══ Supplied records

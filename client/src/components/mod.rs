//! Reusable UI component modules.
//!
//! SYSTEM CONTEXT
//! ==============
//! Components render application chrome (navigation, route guarding, toasts)
//! while reading shared state from Leptos context providers.

pub mod layout;
pub mod notice_tray;
pub mod protected_route;
//! Session manager: owns authentication state and the sign-in lifecycle.
//!
//! SYSTEM CONTEXT
//! ==============
//! One [`SessionManager`] is built at application start and handed to
//! components through Leptos context. It restores the persisted session once,
//! performs login/register through the gateway, tears the session down on
//! logout or on a 401, and reports every transition to a
//! [`SessionObserver`] (the UI binding writes them into signals).
//!
//! STATE MACHINE
//! =============
//! `Loading -> {Authenticated, Unauthenticated}` via [`SessionManager::restore`],
//! which runs once. Afterwards login/register move to `Authenticated` and
//! logout/expiry move to `Unauthenticated`. Failed sign-ins leave the state
//! untouched.
//!
//! CONCURRENCY
//! ===========
//! Only one login/register may be in flight; a second call is rejected with
//! [`SessionError::Busy`] instead of racing the first for the final state.

#[cfg(test)]
#[path = "session_test.rs"]
mod session_test;

use std::sync::atomic::{AtomicBool, Ordering};
use std::sync::{Arc, Mutex, MutexGuard, PoisonError};

use leptos::prelude::*;

use super::auth::AuthState;
use super::notice::{Notice, NoticeState};
use crate::config::ClientConfig;
use crate::net::api;
use crate::net::fetch::FetchTransport;
use crate::net::gateway::{ApiError, ApiRequest, Gateway, Transport, UnauthorizedHook};
use crate::net::types::{AuthResponse, RegisterData, UserProfile};
use crate::util::navigation::Navigator;
use crate::util::storage::{KeyValueStore, SessionStore, StorageError, StoredSession};
use crate::util::token;

pub const LOGIN_SUCCESS: &str = "Login successful!";
pub const LOGIN_FAILURE: &str = "Login failed";
pub const REGISTER_SUCCESS: &str = "Registration successful!";
pub const REGISTER_FAILURE: &str = "Registration failed";
pub const LOGOUT_SUCCESS: &str = "Logged out successfully";

/// The session manager used by the browser app.
pub type AppSession = SessionManager<FetchTransport>;

#[derive(Debug, Clone, PartialEq, Eq, thiserror::Error)]
pub enum SessionError {
    /// Credentials rejected or the auth endpoint failed. Carries the
    /// backend's message, or a generic label when it sent none.
    #[error("{0}")]
    AuthFailure(String),
    /// Stored token elapsed or undecodable. Only seen during restore.
    #[error("session expired")]
    SessionExpired,
    #[error("unauthorized")]
    Unauthorized,
    #[error("a sign-in request is already in progress")]
    Busy,
    #[error("could not save session: {0}")]
    Storage(#[from] StorageError),
}

impl SessionError {
    fn from_api(err: &ApiError, fallback: &str) -> Self {
        match err {
            ApiError::Unauthorized => Self::Unauthorized,
            other => Self::AuthFailure(other.user_message().unwrap_or(fallback).to_owned()),
        }
    }
}

/// Receives session transitions and user-facing notices.
pub trait SessionObserver: Send + Sync {
    fn state_changed(&self, state: &AuthState);
    fn notice(&self, notice: Notice);
}

struct SessionInner {
    store: SessionStore,
    state: Mutex<AuthState>,
    restored: AtomicBool,
    in_flight: AtomicBool,
    navigator: Arc<dyn Navigator>,
    observer: Arc<dyn SessionObserver>,
}

impl SessionInner {
    fn lock_state(&self) -> MutexGuard<'_, AuthState> {
        self.state.lock().unwrap_or_else(PoisonError::into_inner)
    }

    fn transition(&self, next: AuthState) {
        *self.lock_state() = next.clone();
        self.observer.state_changed(&next);
    }

    fn clear_store(&self) {
        if let Err(e) = self.store.clear() {
            leptos::logging::warn!("failed to clear session storage: {e}");
        }
    }

    fn teardown(&self) {
        self.clear_store();
        self.transition(AuthState::signed_out());
    }

    /// Forced sign-out after the backend rejected the session.
    fn expire(&self) {
        self.teardown();
        self.navigator.to_login();
    }
}

/// Clears the in-flight flag when a sign-in attempt ends, however it ends.
struct InFlight<'a>(&'a AtomicBool);

impl Drop for InFlight<'_> {
    fn drop(&mut self) {
        self.0.store(false, Ordering::Release);
    }
}

/// Authentication state plus the operations that change it.
pub struct SessionManager<T> {
    inner: Arc<SessionInner>,
    gateway: Arc<Gateway<T>>,
}

impl<T> Clone for SessionManager<T> {
    fn clone(&self) -> Self {
        Self { inner: Arc::clone(&self.inner), gateway: Arc::clone(&self.gateway) }
    }
}

impl<T: Transport> SessionManager<T> {
    /// Build the manager and its gateway. The gateway's 401 hook is wired
    /// back into this manager's teardown.
    pub fn new(
        config: &ClientConfig,
        transport: T,
        storage: Arc<dyn KeyValueStore>,
        navigator: Arc<dyn Navigator>,
        observer: Arc<dyn SessionObserver>,
    ) -> Self {
        let store = SessionStore::new(storage);
        let inner = Arc::new(SessionInner {
            store: store.clone(),
            state: Mutex::new(AuthState::default()),
            restored: AtomicBool::new(false),
            in_flight: AtomicBool::new(false),
            navigator,
            observer,
        });
        let hook_inner = Arc::clone(&inner);
        let on_unauthorized: UnauthorizedHook = Arc::new(move || hook_inner.expire());
        let gateway = Arc::new(Gateway::new(&config.api_base_url, transport, store, on_unauthorized));
        Self { inner, gateway }
    }

    /// Snapshot of the current state.
    pub fn state(&self) -> AuthState {
        self.inner.lock_state().clone()
    }

    /// Gateway for backend calls outside the auth endpoints.
    pub fn gateway(&self) -> &Gateway<T> {
        &self.gateway
    }

    /// Startup reconciliation against the wall clock.
    pub fn restore(&self) -> AuthState {
        self.restore_at(token::now_secs())
    }

    /// Startup reconciliation: adopt the stored profile if its token has not
    /// expired at `now_secs`, otherwise clear storage. Runs once; later calls
    /// return the current state unchanged.
    pub fn restore_at(&self, now_secs: f64) -> AuthState {
        if self.inner.restored.swap(true, Ordering::AcqRel) {
            return self.state();
        }
        let user = match self.inner.store.read() {
            Ok(Some(stored)) => match live_user(stored, now_secs) {
                Ok(user) => Some(user),
                Err(e) => {
                    leptos::logging::log!("discarding stored session: {e}");
                    self.inner.clear_store();
                    None
                }
            },
            Ok(None) => {
                // Drop a lone token or profile left by an interrupted write.
                self.inner.clear_store();
                None
            }
            Err(e) => {
                leptos::logging::warn!("stored session unreadable: {e}");
                self.inner.clear_store();
                None
            }
        };
        let next = AuthState { user, loading: false };
        self.inner.transition(next.clone());
        next
    }

    /// Exchange credentials for a session.
    ///
    /// # Errors
    ///
    /// - [`SessionError::Busy`] while another sign-in is pending.
    /// - [`SessionError::AuthFailure`] when the backend rejects the attempt.
    /// - [`SessionError::Storage`] when the session cannot be persisted.
    pub async fn login(&self, email: &str, password: &str) -> Result<UserProfile, SessionError> {
        self.sign_in(api::auth::login(email, password), LOGIN_SUCCESS, LOGIN_FAILURE)
            .await
    }

    /// Create an account and sign in with it.
    ///
    /// # Errors
    ///
    /// Same as [`SessionManager::login`]; missing required fields fail as
    /// [`SessionError::AuthFailure`] without a network call.
    pub async fn register(&self, data: &RegisterData) -> Result<UserProfile, SessionError> {
        self.sign_in(api::auth::register(data), REGISTER_SUCCESS, REGISTER_FAILURE)
            .await
    }

    /// Clear the session. Never fails and makes no network call.
    pub fn logout(&self) {
        self.inner.teardown();
        self.inner.observer.notice(Notice::success(LOGOUT_SUCCESS));
    }

    /// Forced teardown plus redirect to the login page.
    pub fn expire(&self) {
        self.inner.expire();
    }

    async fn sign_in(
        &self,
        request: Result<ApiRequest, ApiError>,
        success: &str,
        failure: &str,
    ) -> Result<UserProfile, SessionError> {
        let _in_flight = self.begin()?;
        let outcome = match request {
            Ok(request) => self.gateway.send_json::<AuthResponse>(request).await,
            Err(e) => Err(e),
        };
        let response = outcome.map_err(|e| self.fail(SessionError::from_api(&e, failure)))?;
        self.inner
            .store
            .write(&response.token, &response.user)
            .map_err(|e| self.fail(SessionError::Storage(e)))?;
        self.inner.transition(AuthState::signed_in(response.user.clone()));
        self.inner.observer.notice(Notice::success(success));
        Ok(response.user)
    }

    fn begin(&self) -> Result<InFlight<'_>, SessionError> {
        if self.inner.in_flight.swap(true, Ordering::AcqRel) {
            leptos::logging::warn!("sign-in ignored: another request is pending");
            return Err(SessionError::Busy);
        }
        Ok(InFlight(&self.inner.in_flight))
    }

    fn fail(&self, err: SessionError) -> SessionError {
        leptos::logging::warn!("sign-in failed: {err}");
        self.inner.observer.notice(Notice::error(err.to_string()));
        err
    }
}

fn live_user(stored: StoredSession, now_secs: f64) -> Result<UserProfile, SessionError> {
    if token::is_live(&stored.token, now_secs) {
        Ok(stored.user)
    } else {
        Err(SessionError::SessionExpired)
    }
}

/// [`SessionObserver`] that mirrors the session into Leptos signals.
#[derive(Clone, Copy)]
pub struct ContextObserver {
    pub auth: RwSignal<AuthState>,
    pub notices: RwSignal<NoticeState>,
}

impl SessionObserver for ContextObserver {
    fn state_changed(&self, state: &AuthState) {
        self.auth.set(state.clone());
    }

    fn notice(&self, notice: Notice) {
        let id = self.notices.try_update(|n| n.push(notice));
        #[cfg(feature = "hydrate")]
        if let Some(id) = id {
            let notices = self.notices;
            leptos::task::spawn_local(async move {
                let ttl = std::time::Duration::from_millis(u64::from(super::notice::NOTICE_TTL_MS));
                gloo_timers::future::sleep(ttl).await;
                notices.try_update(|n| n.dismiss(id));
            });
        }
        #[cfg(not(feature = "hydrate"))]
        let _ = id;
    }
}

════

_What is expected_
Set down exactly the lines of the data above, beginning with the line that has "pub mod layout;" and ending with the line that has "use crate::util::navigation::Navigator;", and no others.

_Answer section_
pub mod layout;
pub mod notice_tray;
pub mod protected_route;
//! Session manager: owns authentication state and the sign-in lifecycle.
//!
//! SYSTEM CONTEXT
//! ==============
//! One [`SessionManager`] is built at application start and handed to
//! components through Leptos context. It restores the persisted session once,
//! performs login/register through the gateway, tears the session down on
//! logout or on a 401, and reports every transition to a
//! [`SessionObserver`] (the UI binding writes them into signals).
//!
//! STATE MACHINE
//! =============
//! `Loading -> {Authenticated, Unauthenticated}` via [`SessionManager::restore`],
//! which runs once. Afterwards login/register move to `Authenticated` and
//! logout/expiry move to `Unauthenticated`. Failed sign-ins leave the state
//! untouched.
//!
//! CONCURRENCY
//! ===========
//! Only one login/register may be in flight; a second call is rejected with
//! [`SessionError::Busy`] instead of racing the first for the final state.

#[cfg(test)]
#[path = "session_test.rs"]
mod session_test;

use std::sync::atomic::{AtomicBool, Ordering};
use std::sync::{Arc, Mutex, MutexGuard, PoisonError};

use leptos::prelude::*;

use super::auth::AuthState;
use super::notice::{Notice, NoticeState};
use crate::config::ClientConfig;
use crate::net::api;
use crate::net::fetch::FetchTransport;
use crate::net::gateway::{ApiError, ApiRequest, Gateway, Transport, UnauthorizedHook};
use crate::net::types::{AuthResponse, RegisterData, UserProfile};
use crate::util::navigation::Navigator;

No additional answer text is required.